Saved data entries
———

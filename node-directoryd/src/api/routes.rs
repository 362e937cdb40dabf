use std::collections::HashMap;
use std::sync::Arc;
use axum::{
    extract::{Path, State},
    http::{header, StatusCode, Uri},
    response::{IntoResponse, Response},
    routing::get,
    Router,
};
use serde::{Deserialize, Serialize};
use serde_json::Value;
use tower_http::trace::TraceLayer;
use crate::api::query::QueryParams;
use crate::catalog::{CatalogClient, ConsulCatalog};
use crate::config::{Config, DirectoryConfig};
use crate::directory;
use crate::error::{DirectoryError, ErrorEnvelope};
use crate::services::{self, ListFilter};

/// A directory configuration paired with the catalog it reads from
#[derive(Clone)]
pub struct Scope {
    pub config: DirectoryConfig,
    pub catalog: Arc<dyn CatalogClient>,
}

impl Scope {
    pub fn connect(config: &DirectoryConfig) -> anyhow::Result<Self> {
        Ok(Self {
            config: config.clone(),
            catalog: Arc::new(ConsulCatalog::new(&config.catalog)?),
        })
    }
}

#[derive(Clone)]
pub struct AppState {
    pub default: Arc<Scope>,
    pub projects: Arc<HashMap<String, Arc<Scope>>>,
}

impl AppState {
    pub fn from_config(config: &Config) -> anyhow::Result<Self> {
        let default = Arc::new(Scope::connect(&config.directory)?);
        let mut projects = HashMap::with_capacity(config.projects.len());
        for (name, project) in &config.projects {
            let scope = Scope::connect(project)
                .map_err(|e| e.context(format!("Failed to set up project '{}'", name)))?;
            projects.insert(name.clone(), Arc::new(scope));
        }
        Ok(Self {
            default,
            projects: Arc::new(projects),
        })
    }

    fn project(&self, name: &str, path: String) -> Result<Arc<Scope>, DirectoryError> {
        self.projects
            .get(name)
            .cloned()
            .ok_or(DirectoryError::UnknownProject { path })
    }
}

#[derive(Debug, Default, Deserialize)]
pub struct OutputQuery {
    pub pretty: Option<String>,
}

#[derive(Debug, Default, Deserialize)]
pub struct ServiceQuery {
    pub tag: Option<String>,
    /// Comma-separated
    pub tags: Option<String>,
    pub startswith: Option<String>,
    pub endswith: Option<String>,
    pub contains: Option<String>,
    pub regex: Option<String>,
    pub dc: Option<String>,
    pub pretty: Option<String>,
}

impl From<ServiceQuery> for ListFilter {
    fn from(query: ServiceQuery) -> Self {
        let tags = query
            .tags
            .as_deref()
            .unwrap_or_default()
            .split(',')
            .filter(|t| !t.is_empty())
            .map(str::to_string)
            .collect();

        ListFilter {
            tag: query.tag,
            tags,
            starts_with: query.startswith,
            ends_with: query.endswith,
            contains: query.contains,
            regex: query.regex,
            datacenter: query.dc,
        }
    }
}

fn is_pretty(flag: &Option<String>) -> bool {
    flag.as_deref().is_some_and(|v| !v.is_empty())
}

pub fn router(state: AppState) -> Router {
    Router::new()
        .route("/resource", get(get_resource))
        .route("/resource/:project", get(get_project_resource))
        .route("/services", get(get_services))
        .route("/services/:project", get(get_project_services))
        .route("/heartbeat", get(heartbeat))
        .fallback(not_found)
        .layer(TraceLayer::new_for_http())
        .with_state(state)
}

async fn get_resource(
    State(state): State<AppState>,
    QueryParams(query): QueryParams<OutputQuery>,
) -> Result<Response, DirectoryError> {
    resource(&state.default, is_pretty(&query.pretty)).await
}

async fn get_project_resource(
    State(state): State<AppState>,
    Path(project): Path<String>,
    QueryParams(query): QueryParams<OutputQuery>,
) -> Result<Response, DirectoryError> {
    let scope = state.project(&project, format!("/resource/{}", project))?;
    resource(&scope, is_pretty(&query.pretty)).await
}

async fn get_services(
    State(state): State<AppState>,
    QueryParams(query): QueryParams<ServiceQuery>,
) -> Result<Response, DirectoryError> {
    service_list(&state.default, query).await
}

async fn get_project_services(
    State(state): State<AppState>,
    Path(project): Path<String>,
    QueryParams(query): QueryParams<ServiceQuery>,
) -> Result<Response, DirectoryError> {
    let scope = state.project(&project, format!("/services/{}", project))?;
    service_list(&scope, query).await
}

async fn heartbeat() -> StatusCode {
    StatusCode::NO_CONTENT
}

async fn not_found(uri: Uri) -> ErrorEnvelope {
    ErrorEnvelope::new(StatusCode::NOT_FOUND, format!("Not found: '{}'", uri.path()))
}

async fn resource(scope: &Scope, pretty: bool) -> Result<Response, DirectoryError> {
    let records = directory::build(scope.catalog.as_ref(), &scope.config).await?;
    tracing::info!("Serving directory with {} nodes", records.len());
    Ok(json_response(&records, pretty))
}

async fn service_list(scope: &Scope, query: ServiceQuery) -> Result<Response, DirectoryError> {
    let pretty = is_pretty(&query.pretty);
    let filter = ListFilter::from(query);
    let names = services::list(scope.catalog.as_ref(), &scope.config, &filter).await?;
    Ok(json_response(&names, pretty))
}

/// Serialize `data` as a JSON body terminated by a newline.
/// Pretty output sorts object keys and indents by two spaces.
fn json_response<T: Serialize>(data: &T, pretty: bool) -> Response {
    let rendered = if pretty {
        serde_json::to_value(data).and_then(|value| serde_json::to_string_pretty(&sort_keys(value)))
    } else {
        serde_json::to_string(data)
    };

    match rendered {
        Ok(body) => (
            StatusCode::OK,
            [(header::CONTENT_TYPE, "application/json")],
            body + "\n",
        )
            .into_response(),
        Err(e) => {
            tracing::error!("Failed to serialize response: {}", e);
            ErrorEnvelope::new(StatusCode::INTERNAL_SERVER_ERROR, "Failed to serialize response")
                .into_response()
        }
    }
}

fn sort_keys(value: Value) -> Value {
    match value {
        Value::Object(map) => {
            let mut entries: Vec<(String, Value)> = map.into_iter().collect();
            entries.sort_by(|a, b| a.0.cmp(&b.0));
            Value::Object(entries.into_iter().map(|(k, v)| (k, sort_keys(v))).collect())
        }
        Value::Array(items) => Value::Array(items.into_iter().map(sort_keys).collect()),
        other => other,
    }
}
use serde::{Deserialize, Serialize};

#[derive(Debug, Serialize)]
pub struct GraphQLRequest<'a> {
    pub query: &'a str,
}

#[derive(Debug, Deserialize)]
pub struct GraphQLError {
    pub message: String,
}

/// Envelope of a GraphQL reply. `data` is absent when the server only
/// returns `errors`.
#[derive(Debug, Deserialize)]
pub struct GraphQLResponse<T> {
    pub data: Option<T>,
    #[serde(default)]
    pub errors: Vec<GraphQLError>,
}

#[derive(Debug, Clone, Deserialize)]
pub struct UsersData {
    #[serde(default)]
    pub users: Vec<User>,
}

#[derive(Debug, Clone, Deserialize)]
pub struct User {
    pub id: String,
}
use clap::Parser;
use tracing::{error, Level};

use dashboard::{
    cli::{init_config, init_dashboard, run, Cli},
    error::Error,
};

#[tokio::main]
async fn main() -> Result<(), Error> {
    let result = app_main().await;

    if let Err(err) = &result {
        error!("{}", err);
    }

    result
}

async fn app_main() -> Result<(), Error> {
    let cli = Cli::parse();

    let subscriber = tracing_subscriber::fmt()
        .compact()
        .with_level(true)
        .with_max_level({
            #[cfg(debug_assertions)]
            {
                Level::DEBUG
            }

            #[cfg(not(debug_assertions))]
            {
                Level::INFO
            }
        })
        .with_writer(std::io::stderr)
        .with_file(true)
        .with_line_number(true)
        .finish();

    tracing::subscriber::set_global_default(subscriber)?;

    let config = match init_config() {
        Ok(config) => config,
        Err(e) => return Err(Error::ConfigurationError(e.to_string())),
    };

    let dashboard = init_dashboard(config)?;
    run(dashboard, cli.command).await
}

———

• Problem to work on: Would you copy all lines in the records where the string "subscriber" appears?

• Output for this task:
    let subscriber = tracing_subscriber::fmt()
    tracing::subscriber::set_global_default(subscriber)?;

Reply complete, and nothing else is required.